The Shawcross girls were all enormously fond of their “old Pa,” an affection that was more than reciprocated by Major Shawcross. Hugh was close to Pamela and Ursula, of course, but Teddy was always rather surprised at the way that Major Shawcross was so free with his feelings, kissing and cuddling “my girls” and often reduced to tears merely by the sight of them. (“The Great War,” Mrs. Shawcross said. “It changed him.”) Hugh tended to reticence, a temperament that, if anything, the war had reinforced. Had Major Shawcross wished for a son? Surely he must have done, didn’t all men? Did Teddy?
He intended to propose to Nancy. Today perhaps. A day of high historical drama so that in the future Nancy would say to their children (for they would surely have them), “You know, your father proposed to me on the day that war broke out.” Teddy felt as if he had been waiting for a long time, too long perhaps. First, so that Nancy, at Newnham, could complete her Maths Tripos, and now for her to study for her PhD. Her doctoral topic was something to do with “natural numbers.” They didn’t seem at all natural to Teddy. He didn’t want to find himself waiting for the war to be over as well, for who knew how long that would be?
Teddy was twenty-five, almost “too long in the tooth” for marriage, as far as his mother was concerned. She was keen for grandchildren, keener than she had been for the ones she already had, courtesy of Pamela, who had “three boys and counting,” and Maurice, who had one of each. “Like fish and chips,” Ursula said. Teddy barely knew Maurice’s offspring and Sylvie reported them to be “rather dull.”
Marrying Nancy seemed inevitable. Why wouldn’t he marry her? “Childhood sweethearts,” Mrs. Shawcross said, affected by the idea of romance. His own mother was less affected.
Everyone presumed it, even Sylvie, who thought Nancy “too clever” for marriage. (“Marriage blunts one so.”)
“And who else could there possibly be apart from Nancy anyway?” Teddy puzzled to Ursula. “She’s by far and away the best person I know. The nicest one too.”
“And you do love her. And you know that we all do.”
“Of course I love her,” Teddy said. (Had it been a question?) Did he know what love was? The love for a father, a sister, for a dog even, yes, but between a husband and wife? Two lives knitted inextricably together. Or yoked and harnessed. (“That’s the point,” Sylvie said, “otherwise we would all run wild.”)
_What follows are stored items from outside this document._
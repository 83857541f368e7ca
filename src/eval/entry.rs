// Entry tree: the user-visible output of a template run
//
// Entries are built by a one-time fold over the allocation ledger after
// interpretation completes. They are plain data, independent of the
// interpreter that produced them.

use crate::eval::stream::Endianness;
use crate::eval::value::{Cell, ValueKind};

/// An annotated, named span of the byte stream.
#[derive(Debug, Clone)]
pub struct Entry {
    pub name: String,
    pub type_name: String,
    pub offset: u64,
    pub size: u64,
    pub endian: Endianness,
    pub fg_color: Option<u32>,
    pub bg_color: Option<u32>,
    pub value: EntryValue,
    pub children: Vec<Entry>,
}

/// Snapshot of a value at fold time.
#[derive(Debug, Clone, PartialEq)]
pub enum EntryValue {
    Null,
    Bool(bool),
    Signed(i64),
    Unsigned(u64),
    Float(f64),
    Str(String),
    Enum { value: i64, variant: Option<String> },
    Struct,
    Union,
    Array,
}

/// Build one entry from a ledger cell, recursing into composite fields and
/// array elements.
pub fn build_entry(name: &str, cell: &Cell) -> Entry {
    let value = cell.borrow();
    let offset = value.origin.offset().unwrap_or(0);

    let (snapshot, children) = match &value.kind {
        ValueKind::Null => (EntryValue::Null, Vec::new()),
        ValueKind::Bool(b) => (EntryValue::Bool(*b), Vec::new()),
        ValueKind::Signed { value, .. } => (EntryValue::Signed(*value), Vec::new()),
        ValueKind::Unsigned { value, .. } => (EntryValue::Unsigned(*value), Vec::new()),
        ValueKind::Float { value, .. } => (EntryValue::Float(*value), Vec::new()),
        ValueKind::Str(s) => (EntryValue::Str(s.to_display_string()), Vec::new()),
        ValueKind::Enum { value, variant, .. } => (
            EntryValue::Enum {
                value: *value,
                variant: variant.clone(),
            },
            Vec::new(),
        ),
        ValueKind::Array { items } => {
            let children = items
                .iter()
                .enumerate()
                .map(|(i, item)| build_entry(&format!("[{}]", i), item))
                .collect();
            (EntryValue::Array, children)
        }
        ValueKind::Composite { fields, is_union } => {
            let children = fields
                .iter()
                .map(|(field_name, field)| build_entry(field_name, field))
                .collect();
            let snapshot = if *is_union {
                EntryValue::Union
            } else {
                EntryValue::Struct
            };
            (snapshot, children)
        }
    };

    Entry {
        name: name.to_string(),
        type_name: value.type_name.clone(),
        offset,
        size: value.size,
        endian: value.endian,
        fg_color: value.fg_color,
        bg_color: value.bg_color,
        value: snapshot,
        children,
    }
}

/// Fold the whole ledger into the entry forest, in declaration order.
pub fn build_forest(ledger: &[(String, Cell)]) -> Vec<Entry> {
    ledger
        .iter()
        .map(|(name, cell)| build_entry(name, cell))
        .collect()
}
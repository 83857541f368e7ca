// String built-ins

use crate::error::InterpretError;
use crate::eval::value::{IntWidth, Value, ValueKind};
use crate::eval::Interpreter;
use crate::parser::ast::Expr;
use crate::span::Span;

pub fn register(interp: &mut Interpreter<'_>) {
    interp.register_builtin("Strlen", builtin_strlen);
}

/// Byte length of a string, excluding the trailing NUL for NUL-terminated
/// strings.
fn builtin_strlen(
    interp: &mut Interpreter<'_>,
    args: &[Expr],
    span: Span,
) -> Result<Value, InterpretError> {
    if args.len() != 1 {
        return Err(interp.arity_error("Strlen", "1", args.len()).with_span(span));
    }
    let v = interp.eval_value(&args[0])?;
    match &v.kind {
        ValueKind::Str(s) => Ok(Value::signed(IntWidth::W64, s.length() as i64)),
        _ => Err(interp
            .type_error(format!("expected string, got '{}'", v.type_name))
            .with_span(args[0].span)),
    }
}
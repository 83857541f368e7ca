// Interned identifier names
//
// A Name is a u32 index into the interner: Copy, O(1) equality and hashing.
// Resolving back to the string requires the interner that produced it.

use rustc_hash::FxHashMap;
use std::fmt;

/// An interned identifier. Equality is integer comparison.
#[derive(Clone, Copy, PartialEq, Eq, Hash, PartialOrd, Ord)]
pub struct Name(u32);

impl fmt::Debug for Name {
    fn fmt(&self, f: &mut fmt::Formatter<'_>) -> fmt::Result {
        write!(f, "Name({})", self.0)
    }
}

/// Deduplicating string-to-Name table.
#[derive(Default)]
pub struct Interner {
    strings: Vec<String>,
    indices: FxHashMap<String, u32>,
}

impl Interner {
    pub fn new() -> Self {
        Self::default()
    }

    /// Intern a string, returning the existing Name if already present.
    pub fn intern(&mut self, s: &str) -> Name {
        if let Some(&idx) = self.indices.get(s) {
            return Name(idx);
        }
        let idx = self.strings.len() as u32;
        self.strings.push(s.to_string());
        self.indices.insert(s.to_string(), idx);
        Name(idx)
    }

    /// Look up a string without interning it.
    pub fn lookup(&self, s: &str) -> Option<Name> {
        self.indices.get(s).map(|&idx| Name(idx))
    }

    /// Resolve a Name back to its string.
    /// Panics if the Name came from a different interner.
    pub fn resolve(&self, name: Name) -> &str {
        &self.strings[name.0 as usize]
    }
}
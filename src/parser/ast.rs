// AST node definitions for the template language

use crate::name::Name;
use crate::span::Span;

/// Top-level AST: a list of statements.
#[derive(Debug, Clone, Default)]
pub struct Ast {
    pub stmts: Vec<Stmt>,
}

/// A statement with source span.
#[derive(Debug, Clone)]
pub struct Stmt {
    pub kind: StmtKind,
    pub span: Span,
}

/// Storage class of a variable declaration.
#[derive(Debug, Clone, Copy, PartialEq, Eq)]
pub enum Storage {
    /// Reads from the byte stream at declaration time.
    File,
    /// In-memory binding only, no stream read, no entry.
    Local,
    /// Local binding that rejects later assignment.
    Const,
}

/// One declared name within a declaration statement.
#[derive(Debug, Clone)]
pub struct Declarator {
    pub name: Name,
    pub array_len: Option<Expr>,
    pub bit_width: Option<Expr>,
    pub init: Option<Expr>,
    pub span: Span,
}

#[derive(Debug, Clone)]
pub struct VarDeclData {
    pub ty: Name,
    pub storage: Storage,
    pub declarators: Vec<Declarator>,
}

#[derive(Debug, Clone)]
pub struct StructDefData {
    pub name: Name,
    pub is_union: bool,
    pub body: Vec<Stmt>,
}

#[derive(Debug, Clone)]
pub struct EnumMember {
    pub name: Name,
    pub value: Option<Expr>,
    pub span: Span,
}

#[derive(Debug, Clone)]
pub struct EnumDefData {
    pub name: Name,
    /// Underlying integer type from `enum <type> Name`, defaulting to int.
    pub underlying: Option<Name>,
    pub members: Vec<EnumMember>,
}

#[derive(Debug, Clone)]
pub struct TypedefData {
    pub target: Name,
    pub name: Name,
    pub array_len: Option<Expr>,
}

#[derive(Debug, Clone)]
pub struct Param {
    pub ty: Name,
    pub name: Name,
    pub span: Span,
}

#[derive(Debug, Clone)]
pub struct FnDefData {
    /// None for `void` functions.
    pub ret: Option<Name>,
    pub name: Name,
    pub params: Vec<Param>,
    pub body: Vec<Stmt>,
}

#[derive(Debug, Clone)]
pub struct IfData {
    pub cond: Expr,
    pub then_body: Vec<Stmt>,
    pub else_body: Option<Vec<Stmt>>,
}

#[derive(Debug, Clone)]
pub struct WhileData {
    pub cond: Expr,
    pub body: Vec<Stmt>,
}

#[derive(Debug, Clone)]
pub struct DoWhileData {
    pub body: Vec<Stmt>,
    pub cond: Expr,
}

#[derive(Debug, Clone)]
pub struct ForData {
    pub init: Option<Box<Stmt>>,
    pub cond: Option<Expr>,
    pub step: Option<Expr>,
    pub body: Vec<Stmt>,
}

/// One `case expr:` or `default:` arm, with the statements up to the next label.
#[derive(Debug, Clone)]
pub struct SwitchArm {
    /// None for `default`.
    pub label: Option<Expr>,
    pub body: Vec<Stmt>,
    pub span: Span,
}

#[derive(Debug, Clone)]
pub struct SwitchData {
    pub scrutinee: Expr,
    pub arms: Vec<SwitchArm>,
}

#[derive(Debug, Clone)]
pub enum StmtKind {
    VarDecl(Box<VarDeclData>),
    StructDef(Box<StructDefData>),
    EnumDef(Box<EnumDefData>),
    Typedef(Box<TypedefData>),
    FnDef(Box<FnDefData>),
    If(Box<IfData>),
    While(Box<WhileData>),
    DoWhile(Box<DoWhileData>),
    For(Box<ForData>),
    Switch(Box<SwitchData>),
    Break,
    Continue,
    Return(Option<Expr>),
    Block(Vec<Stmt>),
    ExprStmt(Expr),
}

/// Expression with source span.
#[derive(Debug, Clone)]
pub struct Expr {
    pub kind: ExprKind,
    pub span: Span,
}

#[derive(Debug, Clone)]
pub enum ExprKind {
    IntLiteral(u64),
    FloatLiteral(f64),
    StringLiteral(String),
    CharLiteral(u8),
    BoolLiteral(bool),

    Ident(Name),

    Call {
        callee: Name,
        args: Vec<Expr>,
    },

    Binary {
        op: BinOp,
        lhs: Box<Expr>,
        rhs: Box<Expr>,
    },

    Unary {
        op: UnaryOp,
        expr: Box<Expr>,
    },

    Ternary {
        cond: Box<Expr>,
        then_expr: Box<Expr>,
        else_expr: Box<Expr>,
    },

    Assign {
        op: AssignOp,
        lhs: Box<Expr>,
        rhs: Box<Expr>,
    },

    /// Array subscription: `expr[index]`
    Index {
        expr: Box<Expr>,
        index: Box<Expr>,
    },

    /// Member access: `expr.member`
    Member {
        expr: Box<Expr>,
        member: Name,
    },

    /// C-style cast to a built-in scalar type: `(type)expr`
    Cast {
        ty: Name,
        expr: Box<Expr>,
    },
}

#[derive(Debug, Clone, Copy, PartialEq, Eq)]
pub enum BinOp {
    Add,
    Sub,
    Mul,
    Div,
    Mod,
    BitAnd,
    BitOr,
    BitXor,
    Shl,
    Shr,
    LogAnd,
    LogOr,
    Eq,
    Ne,
    Lt,
    Gt,
    Le,
    Ge,
}

#[derive(Debug, Clone, Copy, PartialEq, Eq)]
pub enum UnaryOp {
    Neg,
    Not,
    BitNot,
}

#[derive(Debug, Clone, Copy, PartialEq, Eq)]
pub enum AssignOp {
    Assign,
    Add,
    Sub,
    Mul,
    Div,
    Mod,
    BitAnd,
    BitOr,
    BitXor,
    Shl,
    Shr,
}

impl AssignOp {
    /// The underlying binary operator of a compound assignment.
    pub fn binary_op(self) -> Option<BinOp> {
        match self {
            AssignOp::Assign => None,
            AssignOp::Add => Some(BinOp::Add),
            AssignOp::Sub => Some(BinOp::Sub),
            AssignOp::Mul => Some(BinOp::Mul),
            AssignOp::Div => Some(BinOp::Div),
            AssignOp::Mod => Some(BinOp::Mod),
            AssignOp::BitAnd => Some(BinOp::BitAnd),
            AssignOp::BitOr => Some(BinOp::BitOr),
            AssignOp::BitXor => Some(BinOp::BitXor),
            AssignOp::Shl => Some(BinOp::Shl),
            AssignOp::Shr => Some(BinOp::Shr),
        }
    }
}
He thought of Adam and Eve, he thought of Sylvie and Hugh themselves. Neither seemed like terribly good examples. “Nancy’s parents’ marriage,” Ursula said. “Isn’t that a good pattern? Major and Mrs. Shawcross are happy. To all appearances, anyway.” But appearance and reality were different things, weren’t they? And who knew the secrets of a marriage?
He had loved Nancy when they were young but that was a different kind of thing, high and clear but childishly innocent. For now we see through a glass darkly.